Pour la photo préférée, Patrick nous livre une photo troublante, d’un présent à la fois passé.

Pour le mot, nous avons décidé de donner la parole à un ancien ou une ancienne. Parce qu’ils sont la représentation vivante de la mémoire. Quant à l’illustration, c’est une toute jeune fille, très proche d’Alice, qui au pied levé a réalisé cette merveille.

Enfin, pour la recette imaginaire, mélangez 3 cuillers de souvenir et un zeste d’imagination.

Que le printemps soit doux et serein.


4ine
Conceptrice rédactrice

Rencontre avec des êtres extraordinaires

Il est de ces gens dont la rencontre vous ébranle. Par leur volonté et leur intelligence de l’autre. Par leur façon de voir la vie et de la vivre.
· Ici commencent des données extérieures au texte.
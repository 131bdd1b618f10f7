use http::Method;
use may_minihttp::Request;
use std::io::Read;
use std::sync::Arc;
use tracing::{debug, warn};

use crate::context::{Context, HeaderVec};

/// Build a [`Context`] from a `may_minihttp::Request`.
///
/// Header names are lower-cased; the query string is split off the path and
/// parsed by [`Context::from_parts`]. The body is read in full.
///
/// # Errors
///
/// Returns the invalid method error if the request line carries a method
/// token that is not valid HTTP.
pub fn parse_request(req: Request) -> Result<Context, http::method::InvalidMethod> {
    let method = Method::from_bytes(req.method().as_bytes())?;
    let uri = req.path().to_string();

    let headers: HeaderVec = req
        .headers()
        .iter()
        .map(|h| {
            (
                Arc::from(h.name.to_ascii_lowercase().as_str()),
                String::from_utf8_lossy(h.value).into_owned(),
            )
        })
        .collect();

    debug!(
        method = %method,
        uri = %uri,
        header_count = headers.len(),
        "Headers extracted"
    );

    let mut body = Vec::new();
    if let Err(e) = req.body().read_to_end(&mut body) {
        warn!(method = %method, uri = %uri, error = %e, "Request body read failed");
        body.clear();
    } else if !body.is_empty() {
        debug!(body_size_bytes = body.len(), "Request body read");
    }

    Ok(Context::from_parts(method, &uri, headers, body))
}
Par leur engagement dans notre société.

Vous vous sentez grandis de les avoir approchés, regardés ou entendus. Leurs engagements sont pourtant modestes. Ils passent souvent même inaperçus. Ces êtres sont presque anonymes, mais uniquement pour ceux qui sont loin d’eux.
Nous avons voulu leur rendre hommage. Vous les faire rencontrer.

Caresser la terre

 

Une « jardiniste » à l’hôpital. C’est ce mot entre guillemets encore inconnu au dictionnaire mais tout de suite identifiable qui a attiré mon attention sur cet article (Le Monde Magazine du 30 avril 2010). Et derrière lui, j’ai découvert tout un personnage. Anne Ribes, belle femme de 65 ans à l’énergie communicative, m’a parlé avec force images et exemples de ce métier qu’elle s’est inventé et qui la passionne. À l’écouter on se demande juste pourquoi son exemple n’a pas encore fait tache d’huile. Vous allez voir…

 

Anne Ribes.

 

Anne Ribes, infirmière devenue paysagiste, a créé des jardins thérapeutiques dans les hôpitaux de la région parisienne.
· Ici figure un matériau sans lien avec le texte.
//! Prefix tree for route matching
//!
//! The tree is built by splitting patterns into segments. Each node has:
//! - literal children, matched by exact string comparison
//! - at most one parameter child (`:name`), matching any single segment
//! - at most one wildcard child (`*`), matching all remaining segments
//!
//! Route entries are stored at terminal nodes in registration order. Filters
//! are stored at the node of the namespace prefix they were attached to.
//!
//! ## Matching
//!
//! At each node the search tries the literal child first, then the parameter
//! child, then the wildcard child, and backtracks to the next alternative when
//! a branch yields no usable entry. Parameter names are not stored in the
//! tree: each entry binds the captured values with its own pattern's names, so
//! `/users/:user_id/posts` and `/users/:id/comments` coexist.
//!
//! Entries ending at the same node must agree on their capture names, so
//! `/users/:id` and `/users/:uid` cannot both be registered. Inserting the
//! second one fails with [`ConfigError::ConflictingRoute`].
//!
//! A caller-supplied gate may close an entry (failed condition, unresolvable
//! action). Closed entries are skipped as if absent. Open entries that match
//! the path but not the method are remembered so the lookup can report
//! `MethodNotAllowed` with the allowed set instead of `NotFound`.

use http::Method;
use smallvec::{smallvec, SmallVec};
use std::sync::Arc;

use super::core::{ParamVec, MAX_INLINE_PARAMS};
use super::pattern::{split_path, RoutePattern, Segment};
use super::route::RouteEntry;
use crate::error::ConfigError;
use crate::filter::FilterEntry;

/// Verdict of a gate on one candidate entry.
#[derive(Debug, Clone, Copy, PartialEq, Eq)]
pub enum Gate {
    Open,
    Closed,
}

/// A successful match.
#[derive(Debug, Clone)]
pub struct RouteMatch {
    pub entry: Arc<RouteEntry>,
    /// Captured values bound with the entry's parameter names
    pub params: ParamVec,
    /// Filters from the root down to the matched entry's node
    pub filters: Vec<Arc<FilterEntry>>,
}

impl RouteMatch {
    /// Get a bound parameter by name (last write wins).
    #[must_use]
    pub fn param(&self, name: &str) -> Option<&str> {
        self.params
            .iter()
            .rfind(|(k, _)| k.as_ref() == name)
            .map(|(_, v)| v.as_str())
    }
}

/// Result of a tree lookup.
#[derive(Debug, Clone)]
pub enum Lookup {
    Matched(RouteMatch),
    /// The path matched open entries, none of which answer the method.
    MethodNotAllowed { allowed: Vec<Method> },
    NotFound,
}

impl Lookup {
    #[must_use]
    pub fn is_match(&self) -> bool {
        matches!(self, Lookup::Matched(_))
    }
}

#[derive(Debug, Clone, Copy)]
enum Capture<'p> {
    One(&'p str),
    Rest(&'p [&'p str]),
}

impl Capture<'_> {
    fn value(&self) -> String {
        match self {
            Capture::One(s) => (*s).to_string(),
            Capture::Rest(segs) => segs.join("/"),
        }
    }
}

struct Search<'p, 'g> {
    method: &'p Method,
    gate: &'g mut dyn FnMut(&RouteEntry, &ParamVec) -> Gate,
    captures: SmallVec<[Capture<'p>; MAX_INLINE_PARAMS]>,
    allowed: Vec<Method>,
    saw_open: bool,
}

struct Found<'t> {
    entry: Arc<RouteEntry>,
    params: ParamVec,
    /// Nodes on the matched path, leaf first
    nodes: SmallVec<[&'t Node; 16]>,
}

#[derive(Debug, Default)]
struct Node {
    segment: String,
    children: Vec<Node>,
    param_child: Option<Box<Node>>,
    wildcard_child: Option<Box<Node>>,
    routes: Vec<Arc<RouteEntry>>,
    filters: Vec<Arc<FilterEntry>>,
}

impl Node {
    fn with_segment(segment: &str) -> Self {
        Self {
            segment: segment.to_string(),
            ..Self::default()
        }
    }

    /// Walk (creating as needed) to the node for `segments`.
    fn descend_mut(&mut self, segments: &[Segment]) -> &mut Node {
        let Some((head, rest)) = segments.split_first() else {
            return self;
        };
        let next = match head {
            Segment::Static(s) => {
                let idx = match self.children.iter().position(|c| &c.segment == s) {
                    Some(idx) => idx,
                    None => {
                        self.children.push(Node::with_segment(s));
                        self.children.len() - 1
                    }
                };
                &mut self.children[idx]
            }
            Segment::Param(_) => self
                .param_child
                .get_or_insert_with(|| Box::new(Node::with_segment(":"))),
            Segment::Wildcard(_) => self
                .wildcard_child
                .get_or_insert_with(|| Box::new(Node::with_segment("*"))),
        };
        next.descend_mut(rest)
    }

    /// Existing node for `segments`, if any.
    fn descend(&self, segments: &[Segment]) -> Option<&Node> {
        let Some((head, rest)) = segments.split_first() else {
            return Some(self);
        };
        let next = match head {
            Segment::Static(s) => self.children.iter().find(|c| &c.segment == s)?,
            Segment::Param(_) => self.param_child.as_deref()?,
            Segment::Wildcard(_) => self.wildcard_child.as_deref()?,
        };
        next.descend(rest)
    }

    /// Filters of every node whose prefix matches the start of `segs`,
    /// depth first with literal before parameter before wildcard.
    fn collect_scope(&self, segs: &[&str], out: &mut Vec<Arc<FilterEntry>>) {
        push_unique(out, &self.filters);
        let Some((head, rest)) = segs.split_first() else {
            return;
        };
        if let Some(child) = self.children.iter().find(|c| c.segment == *head) {
            child.collect_scope(rest, out);
        }
        if let Some(param) = &self.param_child {
            param.collect_scope(rest, out);
        }
        if let Some(wild) = &self.wildcard_child {
            push_unique(out, &wild.filters);
        }
    }

    fn visit_entries(&self, s: &mut Search<'_, '_>) -> Option<(Arc<RouteEntry>, ParamVec)> {
        for entry in &self.routes {
            let params: ParamVec = entry
                .pattern
                .capture_names()
                .iter()
                .zip(s.captures.iter())
                .map(|(name, cap)| (Arc::clone(name), cap.value()))
                .collect();
            if (s.gate)(&**entry, &params) == Gate::Closed {
                continue;
            }
            if entry.handles(s.method) {
                return Some((Arc::clone(entry), params));
            }
            s.saw_open = true;
            entry.collect_allowed(&mut s.allowed);
        }
        None
    }

    fn search<'t, 'p>(&'t self, segs: &'p [&'p str], s: &mut Search<'p, '_>) -> Option<Found<'t>> {
        let Some((head, rest)) = segs.split_first() else {
            let (entry, params) = self.visit_entries(s)?;
            return Some(Found {
                entry,
                params,
                nodes: smallvec![self],
            });
        };

        if let Some(child) = self.children.iter().find(|c| c.segment == *head) {
            if let Some(mut found) = child.search(rest, s) {
                found.nodes.push(self);
                return Some(found);
            }
        }

        if let Some(param) = &self.param_child {
            s.captures.push(Capture::One(*head));
            let found = param.search(rest, s);
            s.captures.pop();
            if let Some(mut found) = found {
                found.nodes.push(self);
                return Some(found);
            }
        }

        if let Some(wild) = &self.wildcard_child {
            s.captures.push(Capture::Rest(segs));
            let found = wild.visit_entries(s);
            s.captures.pop();
            if let Some((entry, params)) = found {
                return Some(Found {
                    entry,
                    params,
                    nodes: smallvec![wild.as_ref(), self],
                });
            }
        }

        None
    }

    fn collect_routes(&self, out: &mut Vec<Arc<RouteEntry>>) {
        out.extend(self.routes.iter().cloned());
        for child in &self.children {
            child.collect_routes(out);
        }
        if let Some(param) = &self.param_child {
            param.collect_routes(out);
        }
        if let Some(wild) = &self.wildcard_child {
            wild.collect_routes(out);
        }
    }
}

fn push_unique(out: &mut Vec<Arc<FilterEntry>>, filters: &[Arc<FilterEntry>]) {
    for f in filters {
        if !out.iter().any(|seen| Arc::ptr_eq(seen, f)) {
            out.push(Arc::clone(f));
        }
    }
}

fn conflict(entry: &RouteEntry, existing: &RouteEntry) -> Option<ConfigError> {
    (entry.pattern.capture_names() != existing.pattern.capture_names()).then(|| {
        ConfigError::ConflictingRoute {
            pattern: entry.pattern.to_string(),
            existing: existing.pattern.to_string(),
        }
    })
}

/// Prefix tree of route entries and scoped filters.
#[derive(Debug, Default)]
pub struct Tree {
    root: Node,
    len: usize,
}

impl Tree {
    #[must_use]
    pub fn new() -> Self {
        Self::default()
    }

    /// Number of route entries.
    #[must_use]
    pub fn len(&self) -> usize {
        self.len
    }

    #[must_use]
    pub fn is_empty(&self) -> bool {
        self.len == 0
    }

    /// Append an entry at the node for its pattern. Entries sharing a pattern
    /// are tried in insertion order.
    ///
    /// # Errors
    ///
    /// [`ConfigError::ConflictingRoute`] if entries already stored at that
    /// node bind different capture names. The tree is unchanged on error.
    pub fn insert(&mut self, entry: Arc<RouteEntry>) -> Result<(), ConfigError> {
        self.check(std::slice::from_ref(&entry))?;
        let node = self.root.descend_mut(entry.pattern.segments());
        node.routes.push(entry);
        self.len += 1;
        Ok(())
    }

    /// Check that `entries` could all be inserted, against the tree and
    /// against each other, without changing anything.
    ///
    /// # Errors
    ///
    /// The first [`ConfigError::ConflictingRoute`] found.
    pub fn check(&self, entries: &[Arc<RouteEntry>]) -> Result<(), ConfigError> {
        for (i, entry) in entries.iter().enumerate() {
            let segments = entry.pattern.segments();
            if let Some(first) = self
                .root
                .descend(segments)
                .and_then(|node| node.routes.first())
            {
                if let Some(err) = conflict(entry, first) {
                    return Err(err);
                }
            }
            for earlier in &entries[..i] {
                if earlier.pattern.same_shape(&entry.pattern) {
                    if let Some(err) = conflict(entry, earlier) {
                        return Err(err);
                    }
                }
            }
        }
        Ok(())
    }

    /// Attach a filter at the node for `scope`.
    pub fn attach_filter(&mut self, scope: &RoutePattern, filter: Arc<FilterEntry>) {
        self.root.descend_mut(scope.segments()).filters.push(filter);
    }

    /// Match without a gate: every entry is open.
    #[must_use]
    pub fn find(&self, method: &Method, path: &str) -> Lookup {
        self.find_with(method, path, &mut |_, _| Gate::Open)
    }

    /// Match with `gate` deciding, per candidate entry, whether it takes part.
    pub fn find_with(
        &self,
        method: &Method,
        path: &str,
        gate: &mut dyn FnMut(&RouteEntry, &ParamVec) -> Gate,
    ) -> Lookup {
        let segs = split_path(path);
        let mut search = Search {
            method,
            gate,
            captures: SmallVec::new(),
            allowed: Vec::new(),
            saw_open: false,
        };
        match self.root.search(&segs, &mut search) {
            Some(found) => {
                let filters = found
                    .nodes
                    .iter()
                    .rev()
                    .flat_map(|n| n.filters.iter().cloned())
                    .collect();
                Lookup::Matched(RouteMatch {
                    entry: found.entry,
                    params: found.params,
                    filters,
                })
            }
            None if search.saw_open => Lookup::MethodNotAllowed {
                allowed: search.allowed,
            },
            None => Lookup::NotFound,
        }
    }

    /// Filters of every node whose prefix matches the start of `path`, root
    /// first.
    ///
    /// Used before a route is chosen, so every structural branch is
    /// followed: a namespace's filters apply to any request its prefix
    /// matches, whichever route ends up answering it.
    #[must_use]
    pub fn scope_filters(&self, path: &str) -> Vec<Arc<FilterEntry>> {
        let segs = split_path(path);
        let mut out = Vec::new();
        self.root.collect_scope(&segs, &mut out);
        out
    }

    /// All entries, depth first (literal children before parameter and
    /// wildcard children).
    #[must_use]
    pub fn entries(&self) -> Vec<Arc<RouteEntry>> {
        let mut out = Vec::with_capacity(self.len);
        self.root.collect_routes(&mut out);
        out
    }
}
Le déclic de cet engagement est venu presque par hasard. Mais son intuition se confirme quand elle apprend par exemple qu’un malade dont la fenêtre donne sur un arbre est moins longtemps hospitalisé qu’un autre.

Sur des petits bouts de terrain non utilisés des grands hôpitaux, elle a imaginé des jardins potagers pour ceux qui sont en souffrance. Et ce sont vers les plus sensibles d’entre eux qu’elle va se tourner, ceux qui vont réagir le plus à cet univers.

Pour des jeunes psychotiques, elle a créé en 1997 un atelier-jardin à la Pitié-Salpêtrière. Ce n’est que 50 m² collés au Pavillon de l’enfant et de l’adolescent, pourtant il s’y passe des choses qui peuvent nous paraître insignifiantes mais qui, pour ces enfants fermés au monde, sont parfois extraordinaires. Ils réagissent. Face à une branche qui dépasse du grillage ou un pois qui pousse, l’eau qui s’écoule de la gouttière. Ils acceptent peu à peu cet échange avec la Nature alors qu’ils le refusent aux Hommes. Avec le temps, un lien se crée.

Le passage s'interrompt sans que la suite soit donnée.